New research out of Duke University could help the thousands of Americans stricken with breast cancer. According to new research conducted at the Duke Cancer Institute, a vaccine developed at the university for breast cancer is part of an “effective” two-drug strategy for fighting against the disease.

This week, research conducted through a clinical trial at Duke was published in Clinical Cancer Research – a journal of the American Association for Cancer Research.

According to that research, a vaccine for HER2-positive breast cancer that was developed at Duke can be combined with an existing therapeutic to create a “highly effective” option.

“This study supports the development of vaccines targeting tumor driver and resistance genes, which we think is critical in establishing effective anti-tumor immune responses,” Dr. Zachary Hartman, an assistant professor at Duke University School of Medicine and study leader, said in a statement.

According to the Centers for Disease Control and Prevention, 42,000 American women died of breast cancer in 2017, the most recent data available.

The new vaccine targets the HER2 protein, which is the cause of about 20 percent of all breast cancer cases. The study notes that the vaccine can work on its own, though tumors can still be resistant and is better employed as part of the two-drug combination, a kind “one-two-punch” according to the university.

The second drug in question is pembrolizumab, which when used alone has showed “limited benefit for HER2-positive breast cancers.”

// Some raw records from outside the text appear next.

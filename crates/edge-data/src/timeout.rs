//! Deadline around the upstream round trip.

use std::future::Future;
use std::sync::Arc;
use std::time::Duration;

use edge_security::ProxyLimits;
use futures::future::{self, BoxFuture, Either};

/// Timeout configuration for a proxied fetch.
#[derive(Debug, Clone, Copy, PartialEq, Eq)]
pub struct TimeoutConfig {
    /// Total operation timeout.
    pub total: Duration,
}

impl TimeoutConfig {
    pub fn from_total(total: Duration) -> Self {
        Self { total }
    }
}

impl Default for TimeoutConfig {
    fn default() -> Self {
        Self {
            total: Duration::from_secs(30),
        }
    }
}

impl From<&ProxyLimits> for TimeoutConfig {
    fn from(limits: &ProxyLimits) -> Self {
        Self::from_total(limits.timeout)
    }
}

/// Error when a timeout is exceeded.
#[derive(Debug, Clone, thiserror::Error, PartialEq, Eq)]
pub enum TimeoutError {
    #[error("Total timeout after {0:?}")]
    Total(Duration),
}

/// Source of sleep futures used to race an operation against its deadline.
pub trait Timer: Send + Sync {
    fn sleep(&self, duration: Duration) -> BoxFuture<'static, ()>;
}

/// Timer backed by the tokio time driver.
#[cfg(not(target_arch = "wasm32"))]
#[derive(Debug, Clone, Copy, Default)]
pub struct TokioTimer;

#[cfg(not(target_arch = "wasm32"))]
impl Timer for TokioTimer {
    fn sleep(&self, duration: Duration) -> BoxFuture<'static, ()> {
        Box::pin(tokio::time::sleep(duration))
    }
}

/// Timer that never fires. The host's own request deadline bounds the
/// fetch instead.
#[derive(Debug, Clone, Copy, Default)]
pub struct HostDeadline;

impl Timer for HostDeadline {
    fn sleep(&self, _duration: Duration) -> BoxFuture<'static, ()> {
        Box::pin(future::pending())
    }
}

/// Timer for the current target.
pub fn default_timer() -> Arc<dyn Timer> {
    #[cfg(target_arch = "wasm32")]
    {
        Arc::new(HostDeadline)
    }
    #[cfg(not(target_arch = "wasm32"))]
    {
        Arc::new(TokioTimer)
    }
}

/// Run `fut`, failing with [`TimeoutError::Total`] once `config.total` has
/// elapsed. The losing future is dropped.
pub async fn with_timeout<F>(
    timer: &dyn Timer,
    config: TimeoutConfig,
    fut: F,
) -> Result<F::Output, TimeoutError>
where
    F: Future,
{
    let sleep = timer.sleep(config.total);
    futures::pin_mut!(fut);
    match future::select(fut, sleep).await {
        Either::Left((output, _)) => Ok(output),
        Either::Right(((), _)) => Err(TimeoutError::Total(config.total)),
    }
}

#[cfg(test)]
mod tests {
    use super::*;

    #[test]
    fn test_default_matches_proxy_limits() {
        assert_eq!(
            TimeoutConfig::from(&ProxyLimits::default()),
            TimeoutConfig::default()
        );
    }

    #[tokio::test]
    async fn test_completes_before_deadline() {
        let config = TimeoutConfig::from_total(Duration::from_secs(5));
        let result = with_timeout(&TokioTimer, config, async { 42 }).await;
        assert_eq!(result, Ok(42));
    }

    #[tokio::test]
    async fn test_deadline_exceeded() {
        let config = TimeoutConfig::from_total(Duration::from_millis(10));
        let result = with_timeout(&TokioTimer, config, future::pending::<()>()).await;
        assert_eq!(result, Err(TimeoutError::Total(Duration::from_millis(10))));
    }

    #[tokio::test]
    async fn test_host_deadline_never_fires() {
        let config = TimeoutConfig::from_total(Duration::ZERO);
        let result = with_timeout(&HostDeadline, config, async { "done" }).await;
        assert_eq!(result, Ok("done"));
    }
}
//! Node-style view over the immutable platform request.

use std::sync::Mutex;

use bytes::Bytes;
use indexmap::IndexMap;
use percent_encoding::percent_decode_str;

use crate::{lock, ClientInfo, HeaderStore, Query, RequestId, TimingContext};

/// Headers that Node keeps as a single value; duplicates after the first
/// are discarded.
const SINGLETON_HEADERS: &[&str] = &[
    "age",
    "authorization",
    "content-length",
    "content-type",
    "etag",
    "expires",
    "from",
    "host",
    "if-modified-since",
    "if-unmodified-since",
    "last-modified",
    "location",
    "max-forwards",
    "proxy-authorization",
    "referer",
    "retry-after",
    "server",
    "user-agent",
];

/// Request adapter errors.
#[derive(Debug, Clone, thiserror::Error, PartialEq, Eq)]
pub enum RequestError {
    #[error("Request body already taken")]
    BodyAlreadyTaken,
    #[error("Invalid request url: {0}")]
    InvalidUrl(String),
}

/// Mutable per-request annotations written by the router.
#[derive(Debug, Clone, Default)]
pub struct RequestMeta {
    /// Url as first received, before any rewrite.
    pub init_url: String,
    /// Locale detected for this request.
    pub locale: Option<String>,
    /// Set once the locale prefix has been removed from the pathname.
    pub did_strip_locale: bool,
    /// Set for `/_next/data` requests.
    pub is_data_request: bool,
}

/// Per-request adapter exposing the platform request in the shape the
/// rendering engine expects.
///
/// Headers are flattened to one value per lowercase name. Raw values stay
/// available through [`RequestAdapter::header_values`].
#[derive(Debug)]
pub struct RequestAdapter {
    id: RequestId,
    method: http::Method,
    uri: http::Uri,
    url: Mutex<String>,
    headers: IndexMap<String, String>,
    raw_headers: HeaderStore,
    cookies: IndexMap<String, String>,
    body: Mutex<Option<Bytes>>,
    client: ClientInfo,
    meta: Mutex<RequestMeta>,
    timing: Mutex<TimingContext>,
}

impl RequestAdapter {
    /// Wrap a platform request.
    pub fn from_platform(req: http::Request<Bytes>, client: ClientInfo) -> Self {
        let (parts, body) = req.into_parts();
        let raw_headers = HeaderStore::from_header_map(&parts.headers);
        let headers = flatten_headers(&raw_headers);
        let cookies = headers
            .get("cookie")
            .map(|c| parse_cookies(c))
            .unwrap_or_default();
        let url = parts
            .uri
            .path_and_query()
            .map(|pq| pq.as_str().to_string())
            .unwrap_or_else(|| "/".to_string());

        Self {
            id: RequestId::generate(),
            method: parts.method,
            uri: parts.uri,
            url: Mutex::new(url.clone()),
            headers,
            raw_headers,
            cookies,
            body: Mutex::new(Some(body)),
            client,
            meta: Mutex::new(RequestMeta {
                init_url: url,
                ..Default::default()
            }),
            timing: Mutex::new(TimingContext::new()),
        }
    }

    pub fn id(&self) -> &RequestId {
        &self.id
    }

    pub fn method(&self) -> &http::Method {
        &self.method
    }

    /// Current url (path and query), reflecting rewrites.
    pub fn url(&self) -> String {
        lock(&self.url).clone()
    }

    pub fn set_url(&self, url: impl Into<String>) {
        *lock(&self.url) = url.into();
    }

    /// Pathname of the current url.
    pub fn pathname(&self) -> String {
        let url = self.url();
        url.split('?').next().unwrap_or("/").to_string()
    }

    /// Parsed query of the current url.
    pub fn query(&self) -> Query {
        let url = self.url();
        url.split_once('?')
            .map(|(_, q)| Query::parse(q))
            .unwrap_or_default()
    }

    /// Flattened headers, keyed by lowercase name.
    pub fn headers(&self) -> &IndexMap<String, String> {
        &self.headers
    }

    pub fn header(&self, name: &str) -> Option<&str> {
        self.headers
            .get(&name.to_ascii_lowercase())
            .map(String::as_str)
    }

    /// Every raw value received for `name`, in arrival order.
    pub fn header_values(&self, name: &str) -> &[String] {
        self.raw_headers.get_all(name)
    }

    pub fn raw_headers(&self) -> &HeaderStore {
        &self.raw_headers
    }

    pub fn cookies(&self) -> &IndexMap<String, String> {
        &self.cookies
    }

    /// Take the request body. Only the first call succeeds.
    pub fn take_body(&self) -> Result<Bytes, RequestError> {
        lock(&self.body).take().ok_or(RequestError::BodyAlreadyTaken)
    }

    pub fn client(&self) -> &ClientInfo {
        &self.client
    }

    /// Host the request was addressed to, without port.
    pub fn hostname(&self) -> Option<String> {
        let host = self
            .header("host")
            .map(str::to_string)
            .or_else(|| self.uri.host().map(str::to_string))?;
        Some(strip_port(&host).to_string())
    }

    /// Port the request arrived on, when known.
    pub fn port(&self) -> Option<u16> {
        if let Some(port) = self.uri.port_u16() {
            return Some(port);
        }
        let host = self.header("host")?;
        let (_, port) = host.rsplit_once(':')?;
        if host.ends_with(']') {
            return None;
        }
        port.parse().ok()
    }

    /// Websocket or other protocol upgrade request.
    pub fn is_upgrade(&self) -> bool {
        self.header("upgrade").is_some()
    }

    pub fn meta(&self) -> RequestMeta {
        lock(&self.meta).clone()
    }

    pub fn update_meta(&self, f: impl FnOnce(&mut RequestMeta)) {
        f(&mut lock(&self.meta));
    }

    pub fn mark(&self, name: &str) {
        lock(&self.timing).mark(name);
    }

    pub fn timing(&self) -> TimingContext {
        lock(&self.timing).clone()
    }
}

fn strip_port(host: &str) -> &str {
    if let Some(rest) = host.strip_prefix('[') {
        return rest.split(']').next().unwrap_or(rest);
    }
    host.split(':').next().unwrap_or(host)
}

fn flatten_headers(raw: &HeaderStore) -> IndexMap<String, String> {
    let mut out: IndexMap<String, String> = IndexMap::new();
    for (name, value) in raw.iter() {
        let name = name.to_ascii_lowercase();
        match out.get_mut(&name) {
            None => {
                out.insert(name, value.to_string());
            }
            Some(_) if SINGLETON_HEADERS.contains(&name.as_str()) => {}
            Some(existing) => {
                let sep = if name == "cookie" { "; " } else { ", " };
                existing.push_str(sep);
                existing.push_str(value);
            }
        }
    }
    out
}

/// Parse a `Cookie` header into name/value pairs; the first occurrence of a
/// name wins.
pub fn parse_cookies(header: &str) -> IndexMap<String, String> {
    let mut cookies = IndexMap::new();
    for pair in header.split(';') {
        let Some((name, value)) = pair.split_once('=') else {
            continue;
        };
        let name = name.trim();
        if name.is_empty() || cookies.contains_key(name) {
            continue;
        }
        let value = value.trim();
        let value = value
            .strip_prefix('"')
            .and_then(|v| v.strip_suffix('"'))
            .unwrap_or(value);
        let decoded = percent_decode(value);
        cookies.insert(name.to_string(), decoded);
    }
    cookies
}

fn percent_decode(value: &str) -> String {
    percent_decode_str(value)
        .decode_utf8()
        .map(|v| v.into_owned())
        .unwrap_or_else(|_| value.to_string())
}

#[cfg(test)]
mod tests {
    use super::*;

    fn request(builder: http::request::Builder) -> RequestAdapter {
        RequestAdapter::from_platform(
            builder.body(Bytes::from_static(b"payload")).unwrap(),
            ClientInfo::new("203.0.113.9"),
        )
    }

    #[test]
    fn test_url_and_query() {
        let req = request(http::Request::get("https://site.test/blog/post?id=7&tag=a&tag=b"));
        assert_eq!(req.url(), "/blog/post?id=7&tag=a&tag=b");
        assert_eq!(req.pathname(), "/blog/post");
        assert_eq!(req.query().get_all("tag").len(), 2);
        assert_eq!(req.meta().init_url, "/blog/post?id=7&tag=a&tag=b");
    }

    #[test]
    fn test_repeated_headers_are_joined() {
        let req = request(
            http::Request::get("/")
                .header("Accept", "text/html")
                .header("accept", "application/json")
                .header("Cookie", "a=1")
                .header("cookie", "b=2")
                .header("User-Agent", "first")
                .header("user-agent", "second"),
        );
        assert_eq!(req.header("accept"), Some("text/html, application/json"));
        assert_eq!(req.header("cookie"), Some("a=1; b=2"));
        assert_eq!(req.header("user-agent"), Some("first"));
        assert_eq!(req.header_values("Accept").len(), 2);
    }

    #[test]
    fn test_cookies_parsed() {
        let req = request(
            http::Request::get("/").header("cookie", "theme=dark; id=\"x%20y\"; theme=light"),
        );
        assert_eq!(req.cookies().get("theme").map(String::as_str), Some("dark"));
        assert_eq!(req.cookies().get("id").map(String::as_str), Some("x y"));
    }

    #[test]
    fn test_body_is_one_shot() {
        let req = request(http::Request::post("/api/echo"));
        assert_eq!(&req.take_body().unwrap()[..], b"payload");
        assert_eq!(req.take_body(), Err(RequestError::BodyAlreadyTaken));
    }

    #[test]
    fn test_host_and_port() {
        let req = request(http::Request::get("/").header("host", "example.com:8443"));
        assert_eq!(req.hostname().as_deref(), Some("example.com"));
        assert_eq!(req.port(), Some(8443));

        let req = request(http::Request::get("/").header("host", "example.com"));
        assert_eq!(req.port(), None);
    }

    #[test]
    fn test_set_url_rewrites_pathname() {
        let req = request(http::Request::get("/a?x=1"));
        req.set_url("/b?y=2");
        assert_eq!(req.pathname(), "/b");
        assert_eq!(req.query().get("y"), Some("2"));
        assert_eq!(req.meta().init_url, "/a?x=1");
    }
}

The study finds the vaccine primes the immune system and pembrolizumab brings the body’s T-cells in reaction, resulting in both tumor reduction and “long-term tumor-free survival.”

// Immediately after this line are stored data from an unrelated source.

//! API route dispatch.

use edge_core::{Query, RequestAdapter, ResponseAdapter, NEXT_DEFAULT_LOCALE, NEXT_LOCALE};
use edge_observability::StructuredLogger;
use edge_router::{is_dynamic_route, DynamicRoute, Params};

use crate::{PageLoader, ServerError, ServerResult};

/// Run the API route for `pathname`, if there is one.
///
/// A static page is tried first, then the first dynamic route under
/// `/api` that matches. Returns `false` when no API route applies.
pub async fn handle_api_request(
    loader: &PageLoader,
    dynamic_routes: &[DynamicRoute],
    logger: &StructuredLogger,
    req: &RequestAdapter,
    res: &ResponseAdapter,
    pathname: &str,
    query: &Query,
) -> ServerResult<bool> {
    let mut page = pathname.to_string();
    let mut params = None;
    let mut found = !is_dynamic_route(pathname) && loader.has_page(pathname, &[])?;

    if !found {
        if let Some((route, matched)) = dynamic_routes
            .iter()
            .filter(|route| route.page().starts_with("/api"))
            .find_map(|route| route.matches(pathname).map(|params| (route, params)))
        {
            page = route.page().to_string();
            params = Some(matched);
            found = true;
        }
    }
    if !found {
        return Ok(false);
    }

    let built_path = match loader.get_page_path(&page, &[]) {
        Ok(path) => path,
        Err(ServerError::PageNotFound(_)) => return Ok(false),
        Err(e) => return Err(e),
    };

    run_api(loader, logger, req, res, query, params.as_ref(), &page, &built_path).await?;
    Ok(true)
}

/// Invoke the API module at `built_path`.
///
/// Route params are merged into the query and the locale keys removed.
#[allow(clippy::too_many_arguments)]
pub async fn run_api(
    loader: &PageLoader,
    logger: &StructuredLogger,
    req: &RequestAdapter,
    res: &ResponseAdapter,
    query: &Query,
    params: Option<&Params>,
    page: &str,
    built_path: &str,
) -> ServerResult<()> {
    let module = loader.vfs().read_module(built_path)?;

    let mut query = query.clone();
    if let Some(params) = params {
        for (name, value) in params {
            query.remove(name);
            for v in value.values() {
                query.append(name.clone(), v);
            }
        }
    }
    query.remove(NEXT_LOCALE);
    query.remove(NEXT_DEFAULT_LOCALE);

    logger.debug_builder("api route").field("page", page).emit();
    module.handle_api(req, res, &query).await?;

    if !res.is_sent() {
        logger
            .warn_builder("API handler returned without sending a response")
            .field("page", page)
            .emit();
        res.send();
    }
    Ok(())
}

#[cfg(test)]
mod tests {
    use super::*;
    use std::sync::Arc;

    use async_trait::async_trait;
    use bytes::Bytes;
    use edge_assets::{Asset, AssetStore, VirtualFs};
    use edge_core::{
        BodyWriter, ClientInfo, ModuleError, PageModule, ResponseBody, ServerConfig, StatusHolder,
    };
    use edge_observability::MemorySink;

    /// Echoes the query it was called with.
    struct Echo {
        send: bool,
    }

    #[async_trait(?Send)]
    impl PageModule for Echo {
        fn is_api_handler(&self) -> bool {
            true
        }

        async fn handle_api(
            &self,
            _req: &RequestAdapter,
            res: &ResponseAdapter,
            query: &Query,
        ) -> Result<(), ModuleError> {
            res.set_status(200).map_err(|e| ModuleError::Handler(e.to_string()))?;
            res.body(query.to_query_string())
                .map_err(|e| ModuleError::Handler(e.to_string()))?;
            if self.send {
                res.send();
            }
            Ok(())
        }
    }

    fn loader() -> PageLoader {
        let store = AssetStore::builder()
            .text(
                "/.next/server/pages-manifest.json",
                r#"{"/api/hello": "pages/api/hello.js", "/api/users/[id]": "pages/api/users/[id].js", "/api/lazy": "pages/api/lazy.js"}"#,
                "application/json",
            )
            .insert("/.next/server/pages/api/hello.js", Asset::module(Arc::new(Echo { send: true })))
            .insert(
                "/.next/server/pages/api/users/[id].js",
                Asset::module(Arc::new(Echo { send: true })),
            )
            .insert("/.next/server/pages/api/lazy.js", Asset::module(Arc::new(Echo { send: false })))
            .build();
        PageLoader::new(Arc::new(VirtualFs::new(store, "/")), &ServerConfig::default())
    }

    fn routes() -> Vec<DynamicRoute> {
        vec![DynamicRoute::new("/api/users/[id]").unwrap()]
    }

    fn request() -> RequestAdapter {
        RequestAdapter::from_platform(
            http::Request::get("/api").body(Bytes::new()).unwrap(),
            ClientInfo::default(),
        )
    }

    async fn call(
        pathname: &str,
        query: Query,
        logger: &StructuredLogger,
    ) -> (bool, Option<http::Response<ResponseBody>>) {
        let req = request();
        let (res, pending) = ResponseAdapter::new();
        let handled = handle_api_request(&loader(), &routes(), logger, &req, &res, pathname, &query)
            .await
            .unwrap();
        let out = if res.is_sent() {
            Some(pending.materialize().await.unwrap().response)
        } else {
            None
        };
        (handled, out)
    }

    #[tokio::test]
    async fn test_static_api_route() {
        let mut query = Query::new();
        query.insert(NEXT_LOCALE, "fr");
        query.insert("a", "1");
        let (handled, out) = call("/api/hello", query, &StructuredLogger::new()).await;
        assert!(handled);
        let body = out.unwrap().into_body().collect().await.unwrap();
        assert_eq!(&body[..], b"a=1");
    }

    #[tokio::test]
    async fn test_dynamic_api_route_merges_params() {
        let (handled, out) = call("/api/users/42", Query::new(), &StructuredLogger::new()).await;
        assert!(handled);
        let body = out.unwrap().into_body().collect().await.unwrap();
        assert_eq!(&body[..], b"id=42");
    }

    #[tokio::test]
    async fn test_unknown_api_route() {
        let (handled, out) = call("/api/nope", Query::new(), &StructuredLogger::new()).await;
        assert!(!handled);
        assert!(out.is_none());
    }

    #[tokio::test]
    async fn test_unsent_response_is_sent_with_warning() {
        let sink = MemorySink::new();
        let logger = StructuredLogger::new().with_sink(sink.clone());
        let (handled, out) = call("/api/lazy", Query::new(), &logger).await;
        assert!(handled);
        assert!(out.is_some());
        assert_eq!(sink.find("without sending").len(), 1);
    }
}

“The basic premise is that the immune checkpoint inhibitors work fantastic if the body has already triggered an immune response, but they don’t work well in the absence of that,” said Dr. H. Kim Lyerly, another Duke professor and author of the study. “Our vaccine initiates the anti-tumor response, and in combination with the checkpoint inhibitors, works beautifully,” Lyerly said.

Moving forward the vaccine combination is currently being tested in a Phase 2 study led by Lyerly and other researchers. The study has received funding support from the Department of Defense, National Cancer Institute, and the Susan G. Komen Foundation, as well as other organizations including Merck Sharp-Dohme, the Cancer Research Society and the Canadian Institutes of Health Research.